Cryptic starter amidation in antibiotic biosynthesis by trans-acyltransferase polyketide synthases

Polyketide biosynthesis is typically initiated by loading a starter unit onto an acyl carrier protein (ACP). In type I modular polyketide synthases (PKSs), responsible for the assembly of diverse bioactive metabolites in bacteria, this ACP is usually incorporated into a chain initiation module, alongside a starter unit loading domain. In several cases, the starter unit undergoes structural modification prior to the initiation of chain assembly. Gladiolin, an antibiotic with promising activity against bacterial and fungal pathogens, is assembled by a trans-acyltransferase (AT) PKS in Burkholderia gladioli.

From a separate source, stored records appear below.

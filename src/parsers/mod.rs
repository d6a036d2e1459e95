// SPDX-License-Identifier: MIT

//! Format parsers: raw uploaded bytes to one canonical [`ParsedActivity`].
//!
//! Two structurally incompatible inputs are supported:
//! - binary FIT, decoded with the external `fitparser` crate
//! - TCX (Training Center XML), deserialized with `quick-xml`
//!
//! Both produce the same output contract; the caller picks the parser by
//! the upload's [`FileFormat`] discriminant.

pub mod fit;
pub mod tcx;

use crate::models::{FileFormat, ParsedActivity};

/// Parse failure, recorded onto the upload as a human-readable reason.
/// Never a process fault: the intake pipeline catches and converts these.
#[derive(Debug, thiserror::Error)]
pub enum ParseError {
    #[error("Not a valid FIT file: {0}")]
    FitDecode(String),

    #[error("FIT file has no session summary")]
    MissingSession,

    #[error("FIT session is missing a start time")]
    MissingStartTime,

    #[error("Not valid XML: {0}")]
    InvalidXml(String),

    #[error("TCX file is not valid UTF-8")]
    InvalidUtf8,

    #[error("No activity found in TCX file")]
    NoActivity,

    #[error("TCX activity start time is invalid")]
    InvalidStartTime,
}

/// Dispatch raw bytes to the parser for `format`.
pub fn parse_activity(format: FileFormat, bytes: &[u8]) -> Result<ParsedActivity, ParseError> {
    match format {
        FileFormat::Fit => fit::parse(bytes),
        FileFormat::Tcx => tcx::parse(bytes),
    }
}
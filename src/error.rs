// SPDX-License-Identifier: MIT

//! Application error types with consistent API responses.

use axum::{
    http::StatusCode,
    response::{IntoResponse, Response},
    Json,
};
use serde::Serialize;

/// Application error type that converts to HTTP responses.
#[derive(Debug, thiserror::Error)]
pub enum AppError {
    #[error("Authentication required")]
    Unauthorized,

    #[error("Invalid or expired token")]
    InvalidToken,

    #[error("Resource not found: {0}")]
    NotFound(String),

    #[error("Invalid request: {0}")]
    Validation(String),

    #[error("Database error: {0}")]
    Database(String),

    #[error("Internal server error: {0}")]
    Internal(#[from] anyhow::Error),
}

/// JSON error response body
#[derive(Serialize)]
struct ErrorResponse {
    error: String,
    #[serde(skip_serializing_if = "Option::is_none")]
    details: Option<String>,
}

impl IntoResponse for AppError {
    fn into_response(self) -> Response {
        let (status, error, details) = match &self {
            AppError::Unauthorized => (StatusCode::UNAUTHORIZED, "unauthorized", None),
            AppError::InvalidToken => (StatusCode::UNAUTHORIZED, "invalid_token", None),
            AppError::NotFound(msg) => (StatusCode::NOT_FOUND, "not_found", Some(msg.clone())),
            AppError::Validation(msg) => {
                (StatusCode::BAD_REQUEST, "validation_error", Some(msg.clone()))
            }
            AppError::Database(msg) => {
                tracing::error!(error = %msg, "Database error");
                (StatusCode::INTERNAL_SERVER_ERROR, "database_error", None)
            }
            AppError::Internal(err) => {
                tracing::error!(error = %err, "Internal server error");
                (StatusCode::INTERNAL_SERVER_ERROR, "internal_error", None)
            }
        };

        let body = ErrorResponse {
            error: error.to_string(),
            details,
        };

        (status, Json(body)).into_response()
    }
}

/// Result type alias for handlers
pub type Result<T> = std::result::Result<T, AppError>;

It appears to incorporate a succinyl starter unit, but the gladiolin PKS lacks a conventional loading module, making it unclear how this happens. The gladiolin biosynthetic gene cluster encodes an AT of unassigned function (GbnB), an ACP (GbnA), and an asparagine synthetase homolog (GbnC) with similarity to enzymes that amidate the malonyl-ACP starter unit in glutarimide antibiotic biosynthesis. Here, we elucidate a cryptic starter unit amidation mechanism in gladiolin biosynthesis involving these three proteins. GbnB loads a succinyl unit onto the phosphopantetheinyl arm of GbnA, which is subsequently amidated by GbnC using glutamine as the nitrogen donor. After the fully assembled polyketide chain is released, GbnM hydrolyzes the amide, yielding mature gladiolin. Phylogenetic analyses, coupled with gene cluster reannotation revealed analogous enzymatic machinery likely responsible for cryptic succinamyl and malonamyl starter unit incorporation into etnangien and sorangicin A, respectively. Retro-biosynthetic analyses suggest succinamyl and malonamyl starter units may be involved in the assembly of other metabolites, such as the sorangiolides and azumamides.